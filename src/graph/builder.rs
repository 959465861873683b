use crate::graph::chart::{AxisValueFormatter, LineChart};
use crate::graph::{MAX_Y, MAX_Y_DEFAULT, MIN_Y, MIN_Y_HALF};
use crate::state::theme::Theme;

/// One-shot configuration of a `LineChart`: axis ranges, label counts,
/// titles, and theme colors. Consumed by `build`.
pub struct GraphViewBuilder {
    plot_id: String,
    num_horizontal_labels: usize,
    maximum_y: i32,
    theme: Theme,
    horizontal_labels_visible: bool,
    label_formatter: Option<AxisValueFormatter>,
    vertical_title: String,
    horizontal_title: String,
}

impl GraphViewBuilder {
    pub fn new(
        plot_id: impl Into<String>,
        num_horizontal_labels: usize,
        maximum_y: i32,
        theme: Theme,
    ) -> Self {
        Self {
            plot_id: plot_id.into(),
            num_horizontal_labels,
            maximum_y,
            theme,
            horizontal_labels_visible: true,
            label_formatter: None,
            vertical_title: String::new(),
            horizontal_title: String::new(),
        }
    }

    pub fn set_horizontal_labels_visible(mut self, visible: bool) -> Self {
        self.horizontal_labels_visible = visible;
        self
    }

    pub fn set_label_formatter(mut self, formatter: AxisValueFormatter) -> Self {
        self.label_formatter = Some(formatter);
        self
    }

    pub fn set_vertical_title(mut self, title: impl Into<String>) -> Self {
        self.vertical_title = title.into();
        self
    }

    pub fn set_horizontal_title(mut self, title: impl Into<String>) -> Self {
        self.horizontal_title = title.into();
        self
    }

    /// Requested y maximum clamped to the displayable dBm range.
    pub fn maximum_port_y(&self) -> i32 {
        if self.maximum_y > MAX_Y || self.maximum_y < MIN_Y_HALF {
            MAX_Y_DEFAULT
        } else {
            self.maximum_y
        }
    }

    /// One label per 10 dBm step.
    pub fn num_vertical_labels(&self) -> usize {
        ((self.maximum_port_y() - MIN_Y) / 10 + 1) as usize
    }

    pub fn build(self, scalable: bool) -> LineChart {
        let mut chart = LineChart::new(self.plot_id.clone());
        chart.scalable = scalable;

        chart.y_axis.minimum = MIN_Y as f64;
        chart.y_axis.maximum = self.maximum_port_y() as f64;
        chart.y_axis.label_count = self.num_vertical_labels();
        chart.y_axis.title = self.vertical_title;

        chart.x_axis.label_count = self.num_horizontal_labels;
        chart.x_axis.title = self.horizontal_title;
        chart.x_axis.draw_labels = self.horizontal_labels_visible;
        chart.x_axis.formatter = self.label_formatter;

        chart.legend.enabled = false;
        chart.legend.text_color = self.theme.graph_text_color();

        // charts start hidden; the view manager decides which one shows
        chart.set_visible(false);
        chart
    }
}

#[cfg(test)]
mod tests {
    use super::*;
    use std::sync::Arc;

    #[test]
    fn maximum_port_y_clamps_out_of_range_values() {
        let too_high = GraphViewBuilder::new("g", 10, MAX_Y + 5, Theme::Dark);
        assert_eq!(too_high.maximum_port_y(), MAX_Y_DEFAULT);

        let too_low = GraphViewBuilder::new("g", 10, MIN_Y_HALF - 1, Theme::Dark);
        assert_eq!(too_low.maximum_port_y(), MAX_Y_DEFAULT);

        let in_range = GraphViewBuilder::new("g", 10, -30, Theme::Dark);
        assert_eq!(in_range.maximum_port_y(), -30);
    }

    #[test]
    fn vertical_labels_cover_ten_dbm_steps() {
        let builder = GraphViewBuilder::new("g", 10, MAX_Y_DEFAULT, Theme::Dark);
        // -100..=-20 in steps of 10
        assert_eq!(builder.num_vertical_labels(), 9);
    }

    #[test]
    fn build_applies_configuration() {
        let chart = GraphViewBuilder::new("channels", 17, -30, Theme::Light)
            .set_horizontal_title("Channel")
            .set_vertical_title("Signal (dBm)")
            .set_label_formatter(Arc::new(|value| format!("{value:.0}")))
            .set_horizontal_labels_visible(false)
            .build(true);

        assert_eq!(chart.plot_id(), "channels");
        assert_eq!(chart.y_axis.minimum, MIN_Y as f64);
        assert_eq!(chart.y_axis.maximum, -30.0);
        assert_eq!(chart.x_axis.label_count, 17);
        assert_eq!(chart.x_axis.title, "Channel");
        assert_eq!(chart.y_axis.title, "Signal (dBm)");
        assert!(!chart.x_axis.draw_labels);
        assert!(chart.x_axis.formatter.is_some());
        assert!(chart.scalable);
        assert!(!chart.visible());
        assert!(!chart.legend.enabled);
        assert_eq!(chart.legend.text_color, Theme::Light.graph_text_color());
    }
}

===============

Would you copy the data exactly as shown above?

filename src/graph/builder.rs
repository 959465861873683b
use crate::graph::chart::{AxisValueFormatter, LineChart};
use crate::graph::{MAX_Y, MAX_Y_DEFAULT, MIN_Y, MIN_Y_HALF};
use crate::state::theme::Theme;

/// One-shot configuration of a `LineChart`: axis ranges, label counts,
/// titles, and theme colors. Consumed by `build`.
pub struct GraphViewBuilder {
    plot_id: String,
    num_horizontal_labels: usize,
    maximum_y: i32,
    theme: Theme,
    horizontal_labels_visible: bool,
    label_formatter: Option<AxisValueFormatter>,
    vertical_title: String,
    horizontal_title: String,
}

impl GraphViewBuilder {
    pub fn new(
        plot_id: impl Into<String>,
        num_horizontal_labels: usize,
        maximum_y: i32,
        theme: Theme,
    ) -> Self {
        Self {
            plot_id: plot_id.into(),
            num_horizontal_labels,
            maximum_y,
            theme,
            horizontal_labels_visible: true,
            label_formatter: None,
            vertical_title: String::new(),
            horizontal_title: String::new(),
        }
    }

    pub fn set_horizontal_labels_visible(mut self, visible: bool) -> Self {
        self.horizontal_labels_visible = visible;
        self
    }

    pub fn set_label_formatter(mut self, formatter: AxisValueFormatter) -> Self {
        self.label_formatter = Some(formatter);
        self
    }

    pub fn set_vertical_title(mut self, title: impl Into<String>) -> Self {
        self.vertical_title = title.into();
        self
    }

    pub fn set_horizontal_title(mut self, title: impl Into<String>) -> Self {
        self.horizontal_title = title.into();
        self
    }

    /// Requested y maximum clamped to the displayable dBm range.
    pub fn maximum_port_y(&self) -> i32 {
        if self.maximum_y > MAX_Y || self.maximum_y < MIN_Y_HALF {
            MAX_Y_DEFAULT
        } else {
            self.maximum_y
        }
    }

    /// One label per 10 dBm step.
    pub fn num_vertical_labels(&self) -> usize {
        ((self.maximum_port_y() - MIN_Y) / 10 + 1) as usize
    }

    pub fn build(self, scalable: bool) -> LineChart {
        let mut chart = LineChart::new(self.plot_id.clone());
        chart.scalable = scalable;

        chart.y_axis.minimum = MIN_Y as f64;
        chart.y_axis.maximum = self.maximum_port_y() as f64;
        chart.y_axis.label_count = self.num_vertical_labels();
        chart.y_axis.title = self.vertical_title;

        chart.x_axis.label_count = self.num_horizontal_labels;
        chart.x_axis.title = self.horizontal_title;
        chart.x_axis.draw_labels = self.horizontal_labels_visible;
        chart.x_axis.formatter = self.label_formatter;

        chart.legend.enabled = false;
        chart.legend.text_color = self.theme.graph_text_color();

        // charts start hidden; the view manager decides which one shows
        chart.set_visible(false);
        chart
    }
}

#[cfg(test)]
mod tests {
    use super::*;
    use std::sync::Arc;

    #[test]
    fn maximum_port_y_clamps_out_of_range_values() {
        let too_high = GraphViewBuilder::new("g", 10, MAX_Y + 5, Theme::Dark);
        assert_eq!(too_high.maximum_port_y(), MAX_Y_DEFAULT);

        let too_low = GraphViewBuilder::new("g", 10, MIN_Y_HALF - 1, Theme::Dark);
        assert_eq!(too_low.maximum_port_y(), MAX_Y_DEFAULT);

        let in_range = GraphViewBuilder::new("g", 10, -30, Theme::Dark);
        assert_eq!(in_range.maximum_port_y(), -30);
    }

    #[test]
    fn vertical_labels_cover_ten_dbm_steps() {
        let builder = GraphViewBuilder::new("g", 10, MAX_Y_DEFAULT, Theme::Dark);
        // -100..=-20 in steps of 10
        assert_eq!(builder.num_vertical_labels(), 9);
    }

    #[test]
    fn build_applies_configuration() {
        let chart = GraphViewBuilder::new("channels", 17, -30, Theme::Light)
            .set_horizontal_title("Channel")
            .set_vertical_title("Signal (dBm)")
            .set_label_formatter(Arc::new(|value| format!("{value:.0}")))
            .set_horizontal_labels_visible(false)
            .build(true);

        assert_eq!(chart.plot_id(), "channels");
        assert_eq!(chart.y_axis.minimum, MIN_Y as f64);
        assert_eq!(chart.y_axis.maximum, -30.0);
        assert_eq!(chart.x_axis.label_count, 17);
        assert_eq!(chart.x_axis.title, "Channel");
        assert_eq!(chart.y_axis.title, "Signal (dBm)");
        assert!(!chart.x_axis.draw_labels);
        assert!(chart.x_axis.formatter.is_some());
        assert!(chart.scalable);
        assert!(!chart.visible());
        assert!(!chart.legend.enabled);
        assert_eq!(chart.legend.text_color, Theme::Light.graph_text_color());
    }
}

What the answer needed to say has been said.